Fed Chairman Powell says the fight against is inflation is far from over.
Good morning. At last year’s Jackson Hole symposium, I delivered a brief, direct message. My remarks this year will be a bit longer, but the message is the same: It is the Fed’s job to bring inflation down to our 2 percent goal, and we will do so. We have tightened policy significantly over the past year. Although inflation has moved down from its peak—a welcome development—it remains too high.
On a 12-month basis, core PCE inflation peaked at 5.4 percent in February 2022 and declined gradually to 4.3 percent in July . The lower monthly readings for core inflation in June and July were welcome, but two months of good data are only the beginning of what it will take to build confidence that inflation is moving down sustainably toward our goal. We can’t yet know the extent to which these lower readings will continue or where underlying inflation will settle over coming quarters.
As the pandemic and its effects have waned, production and inventories have grown, and supply has improved. At the same time, higher interest rates have weighed on demand. Interest rates on auto loans have nearly doubled since early last year, and customers report feeling the effect of higher rates on affordability.
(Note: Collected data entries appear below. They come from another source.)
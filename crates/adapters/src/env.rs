// SPDX-License-Identifier: BUSL-1.1
// Copyright (c) 2026 Alfred Jean LLC

//! Centralized environment variable access for the adapters crate.

use std::time::Duration;

fn parse_duration_ms(var: &str) -> Option<Duration> {
    std::env::var(var)
        .ok()
        .and_then(|s| s.parse::<u64>().ok())
        .map(Duration::from_millis)
}

/// Polling scheduler tick interval override (default: 3000ms, per the
/// scheduler's configured default).
pub fn scheduler_poll_ms() -> Duration {
    parse_duration_ms("FORGE_SCHEDULER_POLL_MS").unwrap_or(Duration::from_secs(3))
}

/// `wait_for_idle` start-sequence directive poll interval (default: 500ms).
pub fn start_sequence_poll_ms() -> Duration {
    parse_duration_ms("FORGE_START_SEQUENCE_POLL_MS").unwrap_or(Duration::from_millis(500))
}
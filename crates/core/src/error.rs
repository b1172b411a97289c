// SPDX-License-Identifier: BUSL-1.1
// Copyright (c) 2026 Alfred Jean LLC

//! Outcomes shared by Agent Manager operations across crates.
//!
//! The concrete per-subsystem error taxonomy (`ProvisionError`,
//! `SessionError`, `StoreError`, `InferenceError`, `PlatformError`) lives
//! in the crate that owns the failing subsystem (`af-adapters`,
//! `af-storage`, `af-connectors`) per the error handling design. This
//! module only holds the outcomes the spec's operations table names by
//! name, since callers across crates (engine, daemon, cli) all need to
//! match on them without depending on every subsystem's error enum.

use serde::{Deserialize, Serialize};
use thiserror::Error;

/// Outcomes named in the Agent Manager operations table (spec §4.5) and
/// the boundary properties (spec §8).
#[derive(Debug, Clone, PartialEq, Eq, Serialize, Deserialize, Error)]
pub enum ManagerError {
    #[error("project {0:?} is not configured")]
    ProjectNotFound(String),
    #[error("project {0:?} is at its agent cap")]
    CapExceeded(String),
    #[error("agent {0} not found")]
    NotFound(String),
    #[error("agent {0} has already terminated")]
    Terminated(String),
    #[error("workspace provisioning failed: {0}")]
    ProvisionFailed(String),
    #[error("session could not be started: {0}")]
    SessionStartFailed(String),
}

#[cfg(test)]
#[path = "error_tests.rs"]
mod tests;
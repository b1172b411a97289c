// SPDX-License-Identifier: BUSL-1.1
// Copyright (c) 2026 Alfred Jean LLC

//! Workspace Provisioner: isolates each agent in its own git worktree and
//! writes the pre-spawn files every agent workspace needs before the
//! session starts.

use crate::subprocess::{run_with_timeout, GIT_WORKTREE_TIMEOUT};
use serde_json::json;
use std::fs;
use std::io;
use std::path::{Path, PathBuf};
use thiserror::Error;
use tokio::process::Command;

#[derive(Debug, Error)]
pub enum ProvisionError {
    #[error("git worktree command failed: {0}")]
    GitFailed(String),
    #[error("filesystem error: {0}")]
    Io(#[from] io::Error),
}

/// Cap on the number of context files listed in the synthesized
/// instructions document.
const CONTEXT_FILE_LISTING_CAP: usize = 20;

/// Build `{prefix}/{id}/{slug(task)}`.
pub fn branch_name(prefix: &str, id: &str, task: &str) -> String {
    format!("{prefix}/{id}/{}", slugify(task))
}

/// Lower-case, replace non-alphanumerics with `-`, collapse repeats, cap
/// length at 60 characters.
pub fn slugify(text: &str) -> String {
    const MAX_LEN: usize = 60;
    let mut out = String::new();
    let mut last_was_dash = false;
    for c in text.to_lowercase().chars() {
        if c.is_ascii_alphanumeric() {
            out.push(c);
            last_was_dash = false;
        } else if !last_was_dash {
            out.push('-');
            last_was_dash = true;
        }
    }
    let trimmed = out.trim_matches('-');
    let capped: String = trimmed.chars().take(MAX_LEN).collect();
    capped.trim_matches('-').to_string()
}

async fn run_git(repo_path: &Path, args: &[&str], description: &str) -> Result<(), ProvisionError> {
    let mut cmd = Command::new("git");
    cmd.arg("-C").arg(repo_path).args(args);
    let output = run_with_timeout(cmd, GIT_WORKTREE_TIMEOUT, description)
        .await
        .map_err(ProvisionError::GitFailed)?;
    if !output.status.success() {
        return Err(ProvisionError::GitFailed(format!(
            "{}: {}",
            description,
            String::from_utf8_lossy(&output.stderr)
        )));
    }
    Ok(())
}

/// Provision an isolated working copy at `workspace_path`, on a new branch
/// `branch` forked from `default_branch`. Idempotent: a previously
/// partially created workspace at the same path is cleaned up before retry.
pub async fn provision(
    repo_path: &Path,
    workspace_path: &Path,
    branch: &str,
    default_branch: &str,
) -> Result<(), ProvisionError> {
    if workspace_path.exists() {
        let _ = teardown(repo_path, workspace_path, branch).await;
    }

    if let Some(parent) = workspace_path.parent() {
        fs::create_dir_all(parent)?;
    }

    run_git(
        repo_path,
        &[
            "worktree",
            "add",
            "-b",
            branch,
            &workspace_path.to_string_lossy(),
            default_branch,
        ],
        "git worktree add",
    )
    .await?;

    fs::create_dir_all(workspace_path.join(".claude"))?;
    fs::create_dir_all(workspace_path.join(".media"))?;

    Ok(())
}

/// Remove the isolated working copy, then prune its branch metadata.
/// Best-effort: a missing worktree or branch is not an error (supports
/// idempotent retry and repeat teardown calls).
pub async fn teardown(
    repo_path: &Path,
    workspace_path: &Path,
    branch: &str,
) -> Result<(), ProvisionError> {
    let _ = run_git(
        repo_path,
        &["worktree", "remove", &workspace_path.to_string_lossy(), "--force"],
        "git worktree remove",
    )
    .await;
    if workspace_path.exists() {
        fs::remove_dir_all(workspace_path)?;
    }
    let _ = run_git(repo_path, &["worktree", "prune"], "git worktree prune").await;
    let _ = run_git(repo_path, &["branch", "-D", branch], "git branch -D").await;
    Ok(())
}

/// Synthesize the project-level instructions document from global defaults,
/// project-specific text, and a capped listing of declared context files.
pub fn write_instructions(
    workspace_path: &Path,
    defaults_text: &str,
    project_text: &str,
    context_files: &[String],
) -> io::Result<PathBuf> {
    let mut doc = String::new();
    if !defaults_text.trim().is_empty() {
        doc.push_str(defaults_text.trim());
        doc.push_str("\n\n");
    }
    if !project_text.trim().is_empty() {
        doc.push_str(project_text.trim());
        doc.push_str("\n\n");
    }
    if !context_files.is_empty() {
        doc.push_str("## Context files\n\n");
        for file in context_files.iter().take(CONTEXT_FILE_LISTING_CAP) {
            doc.push_str(&format!("- {file}\n"));
        }
        if context_files.len() > CONTEXT_FILE_LISTING_CAP {
            doc.push_str(&format!(
                "- ... and {} more\n",
                context_files.len() - CONTEXT_FILE_LISTING_CAP
            ));
        }
    }

    let path = workspace_path.join("AGENT_INSTRUCTIONS.md");
    fs::write(&path, doc)?;
    Ok(path)
}

/// Write `.claude/settings.local.json` registering the sub-agent start/stop
/// hooks, each POSTing `{agent_id, event}` to `hook_endpoint`.
pub fn write_hook_settings(
    workspace_path: &Path,
    agent_id: &str,
    hook_endpoint: &str,
) -> io::Result<PathBuf> {
    let settings = json!({
        "hooks": {
            "SubagentStart": [{
                "matcher": "",
                "hooks": [{
                    "type": "command",
                    "command": format!(
                        "curl -s -X POST {hook_endpoint} -H 'content-type: application/json' -d '{{\"agent_id\":\"{agent_id}\",\"event\":\"subagent_start\"}}'"
                    ),
                }],
            }],
            "SubagentStop": [{
                "matcher": "",
                "hooks": [{
                    "type": "command",
                    "command": format!(
                        "curl -s -X POST {hook_endpoint} -H 'content-type: application/json' -d '{{\"agent_id\":\"{agent_id}\",\"event\":\"subagent_stop\"}}'"
                    ),
                }],
            }],
        }
    });

    let dir = workspace_path.join(".claude");
    fs::create_dir_all(&dir)?;
    let path = dir.join("settings.local.json");
    fs::write(
        &path,
        serde_json::to_string_pretty(&settings).unwrap_or_else(|_| "{}".to_string()),
    )?;
    Ok(path)
}

/// Ensure the staged-inbound-media directory exists.
pub fn ensure_media_dir(workspace_path: &Path) -> io::Result<PathBuf> {
    let path = workspace_path.join(".media");
    fs::create_dir_all(&path)?;
    Ok(path)
}

/// Replicate a catalog/skill directory into the workspace, whole-directory.
pub fn copy_catalog_dir(src: &Path, workspace_path: &Path, dest_name: &str) -> io::Result<PathBuf> {
    let dest = workspace_path.join(dest_name);
    copy_dir_recursive(src, &dest)?;
    Ok(dest)
}

fn copy_dir_recursive(src: &Path, dest: &Path) -> io::Result<()> {
    fs::create_dir_all(dest)?;
    for entry in fs::read_dir(src)? {
        let entry = entry?;
        let ty = entry.file_type()?;
        let dest_path = dest.join(entry.file_name());
        if ty.is_dir() {
            copy_dir_recursive(&entry.path(), &dest_path)?;
        } else {
            fs::copy(entry.path(), &dest_path)?;
        }
    }
    Ok(())
}

#[cfg(test)]
#[path = "workspace_tests.rs"]
mod tests;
On net, motor vehicle inflation has declined sharply because of the combined effects of these supply and demand factors.
Measured housing services inflation lagged these changes, as is typical, but has recently begun to fall. This inflation metric reflects rents paid by all tenants, as well as estimates of the equivalent rents that could be earned from homes that are owner occupied.4 Because leases turn over slowly, it takes time for a decline in market rent growth to work its way into the overall inflation measure. The market rent slowdown has only recently begun to show through to that measure.
This rebalancing has eased wage pressures. Wage growth across a range of measures continues to slow, albeit gradually. While nominal wage growth must ultimately slow to a rate that is consistent with 2 percent inflation, what matters for households is real wage growth. Even as nominal wage growth has slowed, real wage growth has been increasing as inflation has fallen.